:: The task ::
Return, from the listing below, each line where the word "crate" appears.

= Beginning of Section =

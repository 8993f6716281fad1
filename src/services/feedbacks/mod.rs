pub mod courses;
pub mod submit;

use actix_web::{HttpRequest, HttpResponse, Result as ActixResult};
use std::sync::Arc;

use crate::models::feedbacks::requests::SubmitFeedbackRequest;
use crate::storage::Storage;

pub struct FeedbackService {
    storage: Option<Arc<dyn Storage>>,
}

impl FeedbackService {
    pub fn new_lazy() -> Self {
        Self { storage: None }
    }

    pub(crate) fn get_storage(&self, request: &HttpRequest) -> Arc<dyn Storage> {
        if let Some(storage) = &self.storage {
            storage.clone()
        } else {
            request
                .app_data::<actix_web::web::Data<Arc<dyn Storage>>>()
                .expect("Storage not found in app data")
                .get_ref()
                .clone()
        }
    }

    // 提交课程反馈
    pub async fn submit_feedback(
        &self,
        feedback_data: SubmitFeedbackRequest,
        request: &HttpRequest,
    ) -> ActixResult<HttpResponse> {
        submit::submit_feedback(self, feedback_data, request).await
    }

    // 可供反馈的课程
    pub async fn list_feedback_courses(&self, request: &HttpRequest) -> ActixResult<HttpResponse> {
        courses::list_feedback_courses(self, request).await
    }
}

= End of Section =

:: Output of the task ::
use crate::models::feedbacks::requests::SubmitFeedbackRequest;
use crate::storage::Storage;
    pub(crate) fn get_storage(&self, request: &HttpRequest) -> Arc<dyn Storage> {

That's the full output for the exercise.